To review, see The Federal Reserve System.
 

4e. Explain why and how the United States government reduced its reliance on gold during the Great Depression 

  • How did the Federal Reserve respond to the financial crisis of 1929?
  • How did the Federal Reserve's gold-coverage ratio affect the crisis in 1929?
  • What did Executive Order 6102 mandate?
  • How was gold's role in the layered-money system affected by Executive Order 6102?
  • How did the Gold Reserve Act of 1934 affect gold's role in the monetary system?
  • How did the formation of the FDIC change the banking system and bank deposits?
  • How did the FDIC affect the three-layered monetary system in the US?

In October 1929, the Federal Reserve responded to a major financial crisis. With a fixed amount of gold reserves and a legally binding 35% gold-coverage ratio, the Federal Reserve could not create the necessary second-layer money to stave off economic depression. The Federal Reserve attempted to be a lender of last resort to the best of its ability, but it wasn't enough to overcome the effects of third-layer money contraction. These events led to gold being removed from the monetary landscape.
 
President Franklin Roosevelt issued Executive Order 6102 on April 5, 1933, which instructed all "gold coin, gold bullion, and certificates to be delivered to the government". The order eliminated access to first-layer money. The following year, the United States passed the Gold Reserve Act of 1934, which devalued the dollar against gold by increasing the gold price from $20.67 to $35 per ounce. The Act also legally transferred the ownership of all Federal Reserve gold to the United States Treasury and preceded the physical movement of gold bullion from New York to the United States Army's installation at Fort Knox in Kentucky.
 
The Banking Act of 1935 established the Federal Deposit Insurance Corporation (FDIC), which provided bank deposit insurance for the average American family. In the context of layered money, FDIC insurance is a federally guaranteed insurance policy on all third-layer bank deposits. The FDIC guarantee alleviated the public's fear of third-layer money. At this point, the monetary system existed between the second and third layers of money. The US dollar became independent of gold.
 
To review, see The Evolution of the Federal Reserve.
 

Unit 4 Vocabulary

This vocabulary list includes terms you will need to know to successfully complete the final exam.

  • commercial paper
  • Fed notes
  • Fed reserves
  • reserves
  • retail money
  • wholesale money

Unit 5: Eurodollar System (1944–Present)

5a. Describe the Bretton Woods agreement of 1944, its ramifications, and its ultimate collapse

  • How did the US dollar become the world's reserve currency by 1944?
  • How did the Bretton Woods agreement affect the global hierarchy of money?
  • After the Bretton Woods agreement, how was gold linked to the global monetary system?
  • Why was a gold pool formed in the 1960s?
  • Hpe did gold's role in the global monetary system formally end?

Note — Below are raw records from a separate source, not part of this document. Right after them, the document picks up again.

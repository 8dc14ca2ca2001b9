//! Asynchronous ring access - typically used by a Host.
//!
//! The host plays the producer of the target's receive ring and the consumer
//! of its transmit ring:
//! - As producer it reads the target owned `tail`, writes as many bytes as
//!   fit and publishes `head` last.  Bytes are raw - the target consumes by
//!   index, so zero needs no escaping.
//! - As consumer it reads the data area, scans from its `tail` for non-zero
//!   bytes and decodes them with [`crate::codec`].  It clears the consumed
//!   slots to zero before publishing the new `tail`, so the target never
//!   reuses a slot the host has yet to clear.

// Copyright (C) 2025 Piers Finlayson <piers@piers.rocks>
//
// MIT License

use alloc::boxed::Box;
use alloc::vec;
use async_trait::async_trait;
#[allow(unused_imports)]
use log::{debug, error, info, trace, warn};

use crate::codec::Symbol;
use crate::io::{Reader, Writer};
use crate::ring::{RingCb, RingRole, ring_free};
use crate::ring::{check_base_addr, check_capacity, consumer_only, producer_only};
use crate::{Error, Result};

/// Trait for accessing a ring in a shared medium (usually target RAM).
///
/// Async version, typically used for accessing the medium over SWD or
/// other asynchronous protocols.
#[async_trait(?Send)]
pub trait AsyncRingIo {
    /// Atomic read u32 operation
    async fn read_u32(&mut self, addr: u32) -> Result<u32>;

    /// Atomic write u32 operation
    async fn write_u32(&mut self, addr: u32, value: u32) -> Result<()>;

    /// Bulk read access, no need for atomicity
    async fn read_bytes(&mut self, addr: u32, buf: &mut [u8]) -> Result<()>;

    /// Bulk write access, no need for atomicity
    async fn write_bytes(&mut self, addr: u32, data: &[u8]) -> Result<()>;
}

/// Asynchronous view of one of the target's rings
pub struct AsyncRing<'a, I: AsyncRingIo> {
    io: &'a mut I,
    role: RingRole,
    base_addr: u32,
    capacity: u32,
}

impl<'a, I: AsyncRingIo> AsyncRing<'a, I> {
    /// Use a ring whose capacity is already known.  Does not access the
    /// target - the target initializes its own rings.
    ///
    /// Arguments:
    /// - `io` - Object implementing [`AsyncRingIo`] trait to access shared
    ///   medium
    /// - `role` - Whether the user is the Consumer or Producer
    /// - `base_addr` - Address of the ring's control block
    /// - `capacity` - Number of data slots
    pub fn new(io: &'a mut I, role: RingRole, base_addr: u32, capacity: usize) -> Result<Self> {
        check_base_addr(base_addr)?;
        check_capacity(capacity)?;

        Ok(Self {
            io,
            role,
            base_addr,
            capacity: capacity as u32,
        })
    }

    /// Connect to a ring, reading its capacity from the control block.
    ///
    /// Returns [`Error::Uninit`] if the target has not initialized it.
    pub async fn from_target(io: &'a mut I, role: RingRole, base_addr: u32) -> Result<Self> {
        check_base_addr(base_addr)?;

        let capacity = io
            .read_u32(base_addr + RingCb::capacity_offset())
            .await? as usize;
        if capacity == 0 {
            return Err(Error::Uninit);
        }
        check_capacity(capacity)?;

        trace!("Connected to ring {role:?} at {base_addr:#010X} capacity {capacity}");
        Ok(Self {
            io,
            role,
            base_addr,
            capacity: capacity as u32,
        })
    }

    pub fn capacity(&self) -> usize {
        self.capacity as usize
    }

    /// Producer: Write as much of `data` as fits, returning the number of
    /// bytes written.
    ///
    /// Returns [`Error::BufferFull`] if the ring has no free slot.
    pub async fn send(&mut self, data: &[u8]) -> Result<usize> {
        producer_only(self.role)?;
        if data.is_empty() {
            return Ok(0);
        }

        let head = self.read_head().await?;
        let tail = self.read_tail().await?;
        let free = ring_free(head, tail, self.capacity);
        if free == 0 {
            return Err(Error::BufferFull);
        }
        let count = free.min(data.len());

        // Data first, in up to two pieces if it wraps
        let first = count.min((self.capacity - head) as usize);
        self.write_bytes(self.slot_addr(head), &data[..first])
            .await?;
        if count > first {
            self.write_bytes(self.slot_addr(0), &data[first..count])
                .await?;
        }

        // Publish by writing head last
        let next = ((head as usize + count) % self.capacity()) as u32;
        self.write_head(next).await?;

        trace!("Sent {count} bytes, head {head} -> {next}");
        Ok(count)
    }

    /// Consumer: Decode waiting data into `buf`, returning the number of
    /// payload bytes written.
    ///
    /// Errors:
    /// - [`Error::BufferEmpty`] if nothing complete is waiting.  An escape
    ///   byte whose count has not been written yet is left for next time.
    /// - [`Error::BufferTooSmall`] if the next zero run does not fit in
    ///   `buf`.
    pub async fn receive(&mut self, buf: &mut [u8]) -> Result<usize> {
        consumer_only(self.role)?;
        if buf.is_empty() {
            return Ok(0);
        }

        let tail = self.read_tail().await?;
        let capacity = self.capacity();

        let mut window = vec![0u8; capacity];
        self.read_bytes(self.slot_addr(0), &mut window).await?;
        // Rotate so the scan starts at tail.  The last slot is the one
        // before tail, which the producer never fills.
        window.rotate_left(tail as usize);
        let live = &window[..capacity - 1];

        let mut consumed = 0;
        let mut written = 0;
        let mut no_room = false;
        while consumed < live.len() {
            let symbol = match Symbol::parse(&live[consumed..]) {
                Ok(symbol) => symbol,
                Err(Error::MalformedEscape) => {
                    trace!("Escape at end of scanned data, waiting for count");
                    break;
                }
                Err(_) => break,
            };
            if symbol.decoded_len() > buf.len() - written {
                no_room = true;
                break;
            }
            written += symbol.write_decoded(&mut buf[written..])?;
            consumed += symbol.encoded_len();
        }

        if consumed == 0 {
            return Err(if no_room {
                Error::BufferTooSmall
            } else {
                Error::BufferEmpty
            });
        }

        // Clear what was consumed before giving the slots back
        let first = consumed.min(capacity - tail as usize);
        self.clear_slots(tail, first).await?;
        if consumed > first {
            self.clear_slots(0, consumed - first).await?;
        }
        let next = ((tail as usize + consumed) % capacity) as u32;
        self.write_tail(next).await?;

        trace!("Received {written} bytes from {consumed} slots, tail {tail} -> {next}");
        Ok(written)
    }

    /// Read the control block.
    pub async fn control_block(&mut self) -> Result<RingCb> {
        Ok(RingCb {
            head: self.read_head().await?,
            tail: self.read_tail().await?,
            capacity: self.capacity,
        })
    }
}

// Internal functions
impl<I: AsyncRingIo> AsyncRing<'_, I> {
    fn slot_addr(&self, index: u32) -> u32 {
        self.base_addr + RingCb::data_offset() + index
    }

    async fn read_index(&mut self, offset: u32) -> Result<u32> {
        let index = self.io.read_u32(self.base_addr + offset).await?;
        if index >= self.capacity {
            warn!(
                "Ring at {:#010X} index {index} out of range (capacity {})",
                self.base_addr, self.capacity
            );
            Err(Error::BadIndex)
        } else {
            Ok(index)
        }
    }

    async fn read_head(&mut self) -> Result<u32> {
        self.read_index(RingCb::head_offset()).await
    }

    async fn read_tail(&mut self) -> Result<u32> {
        self.read_index(RingCb::tail_offset()).await
    }

    async fn write_head(&mut self, head: u32) -> Result<()> {
        self.io
            .write_u32(self.base_addr + RingCb::head_offset(), head)
            .await
    }

    async fn write_tail(&mut self, tail: u32) -> Result<()> {
        self.io
            .write_u32(self.base_addr + RingCb::tail_offset(), tail)
            .await
    }

    async fn clear_slots(&mut self, index: u32, count: usize) -> Result<()> {
        let zeros = vec![0u8; count];
        self.write_bytes(self.slot_addr(index), &zeros).await
    }

    async fn write_bytes(&mut self, addr: u32, data: &[u8]) -> Result<()> {
        self.io.write_bytes(addr, data).await
    }

    async fn read_bytes(&mut self, addr: u32, buf: &mut [u8]) -> Result<()> {
        self.io.read_bytes(addr, buf).await
    }
}

/// Async Reader/Writer ring type.  Typically used by a Host.
// It is important that AsyncRing and ReaderWriterRingIo have different
// lifetimes - this allows borrowing of both to be decoupled from each other.
pub type ReaderWriterRing<'a, 'b, R, W> = AsyncRing<'a, ReaderWriterRingIo<'b, R, W>>;

/// Ring I/O implementation using [`crate::io::Reader`] and
/// [`crate::io::Writer`] traits.
pub struct ReaderWriterRingIo<'a, R: Reader, W: Writer> {
    reader: &'a mut R,
    writer: &'a mut W,
}

impl<'a, R: Reader, W: Writer> ReaderWriterRingIo<'a, R, W> {
    /// Create new instance
    pub fn new(reader: &'a mut R, writer: &'a mut W) -> Self {
        Self { reader, writer }
    }
}

#[async_trait(?Send)]
impl<R: Reader, W: Writer> AsyncRingIo for ReaderWriterRingIo<'_, R, W> {
    async fn read_u32(&mut self, addr: u32) -> Result<u32> {
        let mut buf = [0u8; 4];
        self.reader.read(addr, &mut buf).await.map_err(|e| {
            debug!("Read of {addr:#010X} failed: {e:?}");
            Error::Io
        })?;
        Ok(u32::from_le_bytes(buf))
    }

    async fn write_u32(&mut self, addr: u32, value: u32) -> Result<()> {
        self.writer
            .write(addr, &value.to_le_bytes())
            .await
            .map_err(|e| {
                debug!("Write of {addr:#010X} failed: {e:?}");
                Error::Io
            })
    }

    async fn read_bytes(&mut self, addr: u32, buf: &mut [u8]) -> Result<()> {
        let len = buf.len();
        self.reader.read(addr, buf).await.map_err(|e| {
            debug!("Read of {len} bytes at {addr:#010X} failed: {e:?}");
            Error::Io
        })
    }

    async fn write_bytes(&mut self, addr: u32, data: &[u8]) -> Result<()> {
        self.writer.write(addr, data).await.map_err(|e| {
            debug!("Write of {} bytes at {addr:#010X} failed: {e:?}", data.len());
            Error::Io
        })
    }
}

In 1944, world leaders met in Bretton Woods, New Hampshire, and formalized that all currencies besides the dollar were forms of third-layer money within the dollar pyramid. The Bretton Woods agreement was when the dollar became the world reserve currency. Federal Reserve notes still promised the bearer gold coins on demand at $35 per ounce, but currencies now had fixed exchange rates with the dollar and wouldn't be redeemable for gold. The dollar kept a link between itself and gold.
 
Foreign currencies were on the third layer of money because of their price relationship to dollars. Other currencies are below the dollar in the layers of money because their price is measured in dollars. While United States citizens were banned from owning gold, other nations were still allowed to convert their accumulated dollar reserves to metal. To prevent the dollar value of gold from changing, the United States, United Kingdom, and others formed the Gold Pool, whereby central banks sold precious metal into the market to keep a lid on its price at $35 per ounce. Nations accumulated dollars due to their world reserve currency status and began converting these dollars into gold. The Gold Pool collapsed when the price exceeded $35 in European markets.
 
Over the next few years, gold lost its official monetary status. In 1971, the United States suspended gold convertibility for the dollar. In 1973, the modern era of free-floating currencies began, which ended the Bretton Woods agreement.
 
To review, see Offshore Dollars.
 

5b. Explain the origins of the eurodollar (offshore dollar) system 

  • How did demand for a dollar issued outside of the United States emerge?
  • How are Eurodollars characterized?
  • What were some of the primary sources of demand for Eurodollar deposits in the 1950s?
  • How were Eurodollars related to the Federal Reserve system during this era?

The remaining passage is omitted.